//! 触发器（Trigger）
//!
//! `TriggerTarget` 在被触发时立即激活（不消耗仿真时间），由调度器的 LIFO
//! 触发栈承载。三种变体对应 single-shot / multi-shot / barrier 语义。

use super::simulator::Simulator;
use super::world::World;

/// 被触发对象：在 `now` 不变的情况下立即执行。
pub trait TriggerTarget: Send + 'static {
    fn activate(self: Box<Self>, sim: &mut Simulator, world: &mut dyn World);
}

/// 单次触发：第一次 `fire()` 把所有目标压入触发栈；再次 `fire()` 是编程错误。
#[derive(Default)]
pub struct SingleShotTrigger {
    targets: Vec<Box<dyn TriggerTarget>>,
    fired: bool,
}

impl SingleShotTrigger {
    pub fn new() -> Self {
        Self::default()
    }

    pub fn add_target<T: TriggerTarget>(&mut self, target: T) {
        assert!(!self.fired, "cannot add a target to an already-fired trigger");
        self.targets.push(Box::new(target));
    }

    /// 触发：将所有目标压入调度器的触发栈。
    pub fn fire(&mut self, sim: &mut Simulator) {
        assert!(!self.fired, "SingleShotTrigger fired more than once");
        self.fired = true;
        for target in self.targets.drain(..) {
            sim.activate_trigger_boxed(target);
        }
    }
}

/// 多次触发：每次 `fire()` 激活列表中的下一个目标（按顺序）。
#[derive(Default)]
pub struct MultiShotTrigger {
    targets: Vec<Box<dyn TriggerTarget>>,
    next: usize,
}

impl MultiShotTrigger {
    pub fn new() -> Self {
        Self::default()
    }

    pub fn add_target<T: TriggerTarget>(&mut self, target: T) {
        self.targets.push(Box::new(target));
    }

    /// 激活下一个目标；若已耗尽则不做任何事。
    pub fn fire(&mut self, sim: &mut Simulator) {
        if self.next >= self.targets.len() {
            return;
        }
        let target = std::mem::replace(&mut self.targets[self.next], Box::new(NoopTarget));
        self.next += 1;
        sim.activate_trigger_boxed(target);
    }
}

struct NoopTarget;
impl TriggerTarget for NoopTarget {
    fn activate(self: Box<Self>, _sim: &mut Simulator, _world: &mut dyn World) {}
}

/// 屏障触发：第 N 次激活才真正触发所有目标，之前的调用只是递减计数。
pub struct BarrierTrigger {
    targets: Vec<Box<dyn TriggerTarget>>,
    remaining: u32,
}

impl BarrierTrigger {
    pub fn new(n: u32) -> Self {
        Self {
            targets: Vec::new(),
            remaining: n.max(1),
        }
    }

    pub fn add_target<T: TriggerTarget>(&mut self, target: T) {
        self.targets.push(Box::new(target));
    }

    /// 递减屏障计数；到零时把所有目标压入触发栈。
    pub fn fire(&mut self, sim: &mut Simulator) {
        if self.remaining == 0 {
            return;
        }
        self.remaining -= 1;
        if self.remaining == 0 {
            for target in self.targets.drain(..) {
                sim.activate_trigger_boxed(target);
            }
        }
    }
}

#[cfg(test)]
mod tests {
    use super::*;
    use crate::sim::World;
    use std::any::Any;
    use std::sync::atomic::{AtomicU32, Ordering};
    use std::sync::Arc;

    #[derive(Default)]
    struct NullWorld;
    impl World for NullWorld {
        fn as_any_mut(&mut self) -> &mut dyn Any {
            self
        }
    }

    struct CountTarget(Arc<AtomicU32>);
    impl TriggerTarget for CountTarget {
        fn activate(self: Box<Self>, _sim: &mut Simulator, _world: &mut dyn World) {
            self.0.fetch_add(1, Ordering::SeqCst);
        }
    }

    #[test]
    fn single_shot_fires_all_targets_without_elapsing_time() {
        let mut sim = Simulator::default();
        let mut world = NullWorld;
        let counter = Arc::new(AtomicU32::new(0));

        let mut trig = SingleShotTrigger::new();
        trig.add_target(CountTarget(counter.clone()));
        trig.add_target(CountTarget(counter.clone()));
        let before = sim.now();
        trig.fire(&mut sim);

        while sim.do_next_event(&mut world) {}
        assert_eq!(counter.load(Ordering::SeqCst), 2);
        assert_eq!(sim.now(), before);
    }

    #[test]
    #[should_panic(expected = "fired more than once")]
    fn single_shot_second_fire_panics() {
        let mut sim = Simulator::default();
        let mut trig = SingleShotTrigger::new();
        trig.fire(&mut sim);
        trig.fire(&mut sim);
    }

    #[test]
    fn barrier_only_fires_on_nth_activation() {
        let mut sim = Simulator::default();
        let mut world = NullWorld;
        let counter = Arc::new(AtomicU32::new(0));

        let mut barrier = BarrierTrigger::new(3);
        barrier.add_target(CountTarget(counter.clone()));

        barrier.fire(&mut sim);
        barrier.fire(&mut sim);
        while sim.do_next_event(&mut world) {}
        assert_eq!(counter.load(Ordering::SeqCst), 0);

        barrier.fire(&mut sim);
        while sim.do_next_event(&mut world) {}
        assert_eq!(counter.load(Ordering::SeqCst), 1);
    }

    #[test]
    fn multi_shot_fires_targets_in_order() {
        let mut sim = Simulator::default();
        let mut world = NullWorld;
        let order = Arc::new(std::sync::Mutex::new(Vec::new()));

        struct PushTarget(Arc<std::sync::Mutex<Vec<u32>>>, u32);
        impl TriggerTarget for PushTarget {
            fn activate(self: Box<Self>, _sim: &mut Simulator, _world: &mut dyn World) {
                self.0.lock().unwrap().push(self.1);
            }
        }

        let mut trig = MultiShotTrigger::new();
        trig.add_target(PushTarget(order.clone(), 1));
        trig.add_target(PushTarget(order.clone(), 2));

        trig.fire(&mut sim);
        while sim.do_next_event(&mut world) {}
        trig.fire(&mut sim);
        while sim.do_next_event(&mut world) {}
        trig.fire(&mut sim); // exhausted, no-op

        assert_eq!(*order.lock().unwrap(), vec![1, 2]);
    }
}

┄┄┄┄┄┄┄┄┄┄┄┄┄┄┄┄┄┄┄┄

### REQUIRED WORK
Each record should be transcribed exactly as it was written.

### ANSWER FOR THE TASK
//! 触发器（Trigger）
//!
//! `TriggerTarget` 在被触发时立即激活（不消耗仿真时间），由调度器的 LIFO
//! 触发栈承载。三种变体对应 single-shot / multi-shot / barrier 语义。

use super::simulator::Simulator;
use super::world::World;

/// 被触发对象：在 `now` 不变的情况下立即执行。
pub trait TriggerTarget: Send + 'static {
    fn activate(self: Box<Self>, sim: &mut Simulator, world: &mut dyn World);
}

/// 单次触发：第一次 `fire()` 把所有目标压入触发栈；再次 `fire()` 是编程错误。
#[derive(Default)]
pub struct SingleShotTrigger {
    targets: Vec<Box<dyn TriggerTarget>>,
    fired: bool,
}

impl SingleShotTrigger {
    pub fn new() -> Self {
        Self::default()
    }

    pub fn add_target<T: TriggerTarget>(&mut self, target: T) {
        assert!(!self.fired, "cannot add a target to an already-fired trigger");
        self.targets.push(Box::new(target));
    }

    /// 触发：将所有目标压入调度器的触发栈。
    pub fn fire(&mut self, sim: &mut Simulator) {
        assert!(!self.fired, "SingleShotTrigger fired more than once");
        self.fired = true;
        for target in self.targets.drain(..) {
            sim.activate_trigger_boxed(target);
        }
    }
}

/// 多次触发：每次 `fire()` 激活列表中的下一个目标（按顺序）。
#[derive(Default)]
pub struct MultiShotTrigger {
    targets: Vec<Box<dyn TriggerTarget>>,
    next: usize,
}

impl MultiShotTrigger {
    pub fn new() -> Self {
        Self::default()
    }

    pub fn add_target<T: TriggerTarget>(&mut self, target: T) {
        self.targets.push(Box::new(target));
    }

    /// 激活下一个目标；若已耗尽则不做任何事。
    pub fn fire(&mut self, sim: &mut Simulator) {
        if self.next >= self.targets.len() {
            return;
        }
        let target = std::mem::replace(&mut self.targets[self.next], Box::new(NoopTarget));
        self.next += 1;
        sim.activate_trigger_boxed(target);
    }
}

struct NoopTarget;
impl TriggerTarget for NoopTarget {
    fn activate(self: Box<Self>, _sim: &mut Simulator, _world: &mut dyn World) {}
}

/// 屏障触发：第 N 次激活才真正触发所有目标，之前的调用只是递减计数。
pub struct BarrierTrigger {
    targets: Vec<Box<dyn TriggerTarget>>,
    remaining: u32,
}

impl BarrierTrigger {
    pub fn new(n: u32) -> Self {
        Self {
            targets: Vec::new(),
            remaining: n.max(1),
        }
    }

    pub fn add_target<T: TriggerTarget>(&mut self, target: T) {
        self.targets.push(Box::new(target));
    }

    /// 递减屏障计数；到零时把所有目标压入触发栈。
    pub fn fire(&mut self, sim: &mut Simulator) {
        if self.remaining == 0 {
            return;
        }
        self.remaining -= 1;
        if self.remaining == 0 {
            for target in self.targets.drain(..) {
                sim.activate_trigger_boxed(target);
            }
        }
    }
}

#[cfg(test)]
mod tests {
    use super::*;
    use crate::sim::World;
    use std::any::Any;
    use std::sync::atomic::{AtomicU32, Ordering};
    use std::sync::Arc;

    #[derive(Default)]
    struct NullWorld;
    impl World for NullWorld {
        fn as_any_mut(&mut self) -> &mut dyn Any {
            self
        }
    }

    struct CountTarget(Arc<AtomicU32>);
    impl TriggerTarget for CountTarget {
        fn activate(self: Box<Self>, _sim: &mut Simulator, _world: &mut dyn World) {
            self.0.fetch_add(1, Ordering::SeqCst);
        }
    }

    #[test]
    fn single_shot_fires_all_targets_without_elapsing_time() {
        let mut sim = Simulator::default();
        let mut world = NullWorld;
        let counter = Arc::new(AtomicU32::new(0));

        let mut trig = SingleShotTrigger::new();
        trig.add_target(CountTarget(counter.clone()));
        trig.add_target(CountTarget(counter.clone()));
        let before = sim.now();
        trig.fire(&mut sim);

        while sim.do_next_event(&mut world) {}
        assert_eq!(counter.load(Ordering::SeqCst), 2);
        assert_eq!(sim.now(), before);
    }

    #[test]
    #[should_panic(expected = "fired more than once")]
    fn single_shot_second_fire_panics() {
        let mut sim = Simulator::default();
        let mut trig = SingleShotTrigger::new();
        trig.fire(&mut sim);
        trig.fire(&mut sim);
    }

    #[test]
    fn barrier_only_fires_on_nth_activation() {
        let mut sim = Simulator::default();
        let mut world = NullWorld;
        let counter = Arc::new(AtomicU32::new(0));

        let mut barrier = BarrierTrigger::new(3);
        barrier.add_target(CountTarget(counter.clone()));

        barrier.fire(&mut sim);
        barrier.fire(&mut sim);
        while sim.do_next_event(&mut world) {}
        assert_eq!(counter.load(Ordering::SeqCst), 0);

        barrier.fire(&mut sim);
        while sim.do_next_event(&mut world) {}
        assert_eq!(counter.load(Ordering::SeqCst), 1);
    }

    #[test]
    fn multi_shot_fires_targets_in_order() {
        let mut sim = Simulator::default();
        let mut world = NullWorld;
        let order = Arc::new(std::sync::Mutex::new(Vec::new()));

        struct PushTarget(Arc<std::sync::Mutex<Vec<u32>>>, u32);
        impl TriggerTarget for PushTarget {
            fn activate(self: Box<Self>, _sim: &mut Simulator, _world: &mut dyn World) {
                self.0.lock().unwrap().push(self.1);
            }
        }

        let mut trig = MultiShotTrigger::new();
        trig.add_target(PushTarget(order.clone(), 1));
        trig.add_target(PushTarget(order.clone(), 2));

        trig.fire(&mut sim);
        while sim.do_next_event(&mut world) {}
        trig.fire(&mut sim);
        while sim.do_next_event(&mut world) {}
        trig.fire(&mut sim); // exhausted, no-op

        assert_eq!(*order.lock().unwrap(), vec![1, 2]);
    }
}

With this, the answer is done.